AIM Calcineurin inhibitors (CNI) have a small therapeutic window, and drug monitoring is required. Pharmacokinetic monitoring does not correlate sufficiently with clinical outcome. Therefore, the expression of nuclear factor of activated T-cells (NFAT)-regulated genes in the peripheral blood has been suggested as a potentially useful immune monitoring tool to optimize CNI therapy. NFAT-regulated gene expression was evaluated in renal allograft recipients as predictive biomarker to detect patients at risk of acute rejection or infections. METHODS NFAT-regulated gene expression (NFAT-RGE; IL-2, IFN-γ, GM-CSF) was evaluated by quantitative real-time PCR in whole blood samples at day 7, day 14, month 1, 3, and 6 after transplantation in 64 de novo renal allograft recipients from three European centers. Immunosuppression consisted of tacrolimus (Tac), mycophenolic acid, and corticosteroids. RESULTS Tac concentrations (C0 and C1.5) correlated inversely with NFAT-RGE (p<0.001). NFAT-RGE showed a high interindividual variability (1 to 61%). Patients with high residual gene expression (NFAT-RGE≥30%) were at the increased risk of acute rejection in the following months (35% vs. 5%, p=0.002), whereas patients with low residual gene expression (NFAT-RGE<30%) showed a higher incidence of viral complications, especially cytomegalovirus and BK virus replication (52.5% vs. 10%, p=0.001).

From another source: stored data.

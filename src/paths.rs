/**
 * Paths Module
 *
 * Path resolution helpers shared by both binaries.
 */
use std::path::PathBuf;

/// Get the directory containing the current executable
///
/// The launcher runs the frontend from here so that `client.jac` resolves
/// regardless of where the user's shell happened to be.
pub fn exe_dir() -> Result<PathBuf, String> {
    let exe = std::env::current_exe()
        .map_err(|e| format!("Failed to resolve current executable: {}", e))?;

    exe.parent()
        .map(|p| p.to_path_buf())
        .ok_or_else(|| format!("Executable has no parent directory: {:?}", exe))
}
/**
 * Installer Module
 *
 * Ensures the configured model is present locally. The actual download is
 * delegated to `ollama pull`, which streams its own progress output to the
 * user's terminal and handles resume/dedup internally.
 */
use std::process::Command;

use anyhow::{anyhow, Result};

use crate::ollama::OllamaClient;

use super::OLLAMA_COMMAND;

/// Where the requested model came from
#[derive(Debug, Clone, Copy, PartialEq, Eq)]
pub enum ModelSource {
    /// The model was already in the local store
    AlreadyInstalled,
    /// The model was pulled from the registry
    Pulled,
}

/// Ensure a model is available locally, pulling it if necessary
///
/// When the service is reachable the installed models are listed first and a
/// present model skips the pull entirely. If the listing is unavailable the
/// pull runs unconditionally; `ollama pull` is itself a no-op for an
/// up-to-date model.
pub async fn ensure_model(client: &OllamaClient, name: &str) -> Result<ModelSource> {
    if let Ok(models) = client.list_models().await {
        if models.iter().any(|installed| model_matches(installed, name)) {
            tracing::info!("[Setup] Model already present: {}", name);
            return Ok(ModelSource::AlreadyInstalled);
        }
    }

    pull_model(name)?;
    Ok(ModelSource::Pulled)
}

/// Pull a model, streaming Ollama's progress output to the terminal
///
/// Blocks until the pull finishes; success is derived from the exit status.
pub fn pull_model(name: &str) -> Result<()> {
    println!("Pulling {} model...", name);
    println!("This may take a few minutes depending on your internet speed.");

    let status = Command::new(OLLAMA_COMMAND)
        .args(["pull", name])
        .status()
        .map_err(|e| anyhow!("Failed to run {} pull: {}", OLLAMA_COMMAND, e))?;

    if status.success() {
        Ok(())
    } else {
        Err(anyhow!(
            "{} pull {} exited with status {}",
            OLLAMA_COMMAND,
            name,
            status.code().unwrap_or(1)
        ))
    }
}

/// True iff an installed model name satisfies the requested one
///
/// An untagged request matches any tag of the same model, so `llama3.2`
/// accepts the `llama3.2:latest` entry that `ollama pull` creates.
fn model_matches(installed: &str, wanted: &str) -> bool {
    if installed == wanted {
        return true;
    }
    !wanted.contains(':') && installed.split(':').next() == Some(wanted)
}

#[cfg(test)]
mod tests {
    use super::*;

    #[test]
    fn test_untagged_request_matches_any_tag() {
        assert!(model_matches("llama3.2:latest", "llama3.2"));
        assert!(model_matches("llama3.2:1b", "llama3.2"));
        assert!(model_matches("llama3.2", "llama3.2"));
    }

    #[test]
    fn test_tagged_request_matches_exactly() {
        assert!(model_matches("llama3.2:1b", "llama3.2:1b"));
        assert!(!model_matches("llama3.2:latest", "llama3.2:1b"));
    }

    #[test]
    fn test_different_model_does_not_match() {
        assert!(!model_matches("nomic-embed-text:latest", "llama3.2"));
        assert!(!model_matches("llama3", "llama3.2"));
    }
}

CONCLUSION NFAT-RGE was confirmed as a potential non-invasive early predictive biomarker in the immediate post-transplant period to detect patients at risk of acute rejection and infectious complications in Tac-treated renal allograft recipients. Monitoring of NFAT-RGE may provide additional useful information for physicians to achieve individualized Tac treatment.